Genome-wide expression profiling reveals distinct clusters of transcriptional regulation during bovine preimplantation development in vivo

Abstract

Bovine embryos can be generated by in vitro fertilization or somatic nuclear transfer; however, these differ from their in vivo counterparts in many aspects and exhibit a higher proportion of developmental abnormalities. Here, we determined for the first time the transcriptomes of bovine metaphase II oocytes and all stages of preimplantation embryos developing in vivo up to the blastocyst using the Affymetrix GeneChip Bovine Genome Array which examines approximately 23,000 transcripts. The data show that bovine oocytes and embryos transcribed a significantly higher number of genes than somatic cells. Several hundred genes were transcribed well before the 8-cell stage, at which the major activation of the bovine genome expression occurs. Importantly, stage-specific expression patterns in 2-cell, 4-cell, and 8-cell stages, and in morulae and blastocysts, were detected, indicating dynamic changes in the embryonic transcriptome and in groups of transiently active genes. Pathway analysis revealed >120 biochemical pathways that are operative in early preimplantation bovine development. Significant differences were observed between the mRNA expression profiles of in vivo and in vitro matured oocytes, highlighting the need to include in vivo derived oocytes/embryos in studies evaluating assisted reproductive techniques. This study provides the first comprehensive analysis of gene expression and transcriptome dynamics of in vivo developing bovine embryos and will serve as a basis for improving assisted reproductive technology.

Fig. 1.

Global analysis of transcriptome features in naturally developing bovine embryos. (A) shows Pearson correlation coefficients between replicates from all of the bovine embryonic stages as a “heat map” in which the color spectrum ranging from orange through yellow to green represents Pearson Correlation Coefficient values ranging from 0.519 to 1, and hierarchial clustering of various developmental stages. (B) Number of differentially regulated genes (>2-fold) of subsequent stages. (C) Stage-exclusive expressed genes (P call percentages).

Fig. 2.

Stage-specific onset of gene expression before major genome activation.

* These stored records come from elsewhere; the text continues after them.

//! Error type shared by the evaluation pipeline and its outer layers.

use thiserror::Error;

/// Errors emitted while validating or evaluating a placement.
///
/// Every variant is a deterministic input-validation failure. Nothing in
/// this crate retries; a failed evaluation aborts that single call.
#[derive(Debug, Clone, PartialEq, Error)]
pub enum PlacementError {
    /// Candidate vector length differs from `N + K`.
    #[error("dimension mismatch: expected {expected} components, got {actual}")]
    DimensionMismatch { expected: usize, actual: usize },

    /// More distinct points are required than the pool holds.
    #[error("infeasible cardinality: {required} distinct points required, pool has {available}")]
    InfeasibleCardinality { required: usize, available: usize },

    /// A scalar parameter is outside its admissible range.
    #[error("invalid parameter: {0}")]
    InvalidParameter(String),

    /// A coordinate set is not a list of 2D points, or two sets that must
    /// pair up row by row have different lengths.
    #[error("malformed coordinates: {0}")]
    MalformedCoordinates(String),

    /// A search or experiment configuration was rejected by `validate()`.
    #[error("invalid configuration: {0}")]
    InvalidConfig(String),

    /// A scenario refers to a gateway variant missing from the gateway table.
    #[error("unknown gateway variant: {0}")]
    UnknownGateway(String),
}

impl PlacementError {
    pub(crate) fn invalid(msg: impl Into<String>) -> Self {
        PlacementError::InvalidParameter(msg.into())
    }

    pub(crate) fn malformed(msg: impl Into<String>) -> Self {
        PlacementError::MalformedCoordinates(msg.into())
    }
}

/// Result alias used throughout the crate.
pub type Result<T> = std::result::Result<T, PlacementError>;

Array data, white columns; Real Time RT-PCR with in vitro embryos, black columns; Real Time RTPCR with in vivo derived embryos, shaded columns.

Fig. 3.

Identification of new expression profiles by cluster analysis (grouping of genes by various algorithms (f.ex. K-means) according to their similarity in expression profiles across a set of experiments or samples). The expression graphs were generated by the K-Means clustering algorithm. (Top row) Three clusters showing maternal expression profiles and high, medium, or low expression at zygote stage. (Middle row) Three clusters with embryonic expression profiles and high, medium, or low expression at the blastocyst stage. (Bottom row) Two clusters with 8-cell-specific up and down-regulated transcript levels. Embryonic stages are depicted on the x axis.

Fig. 4.

Identification of oocyte enriched genes and of genes differentially expressed between in vivo and in vitro produced embryos. (A) Oocyte enriched genes. (B) Genes differentially expressed between in vivo and in vitro oocytes.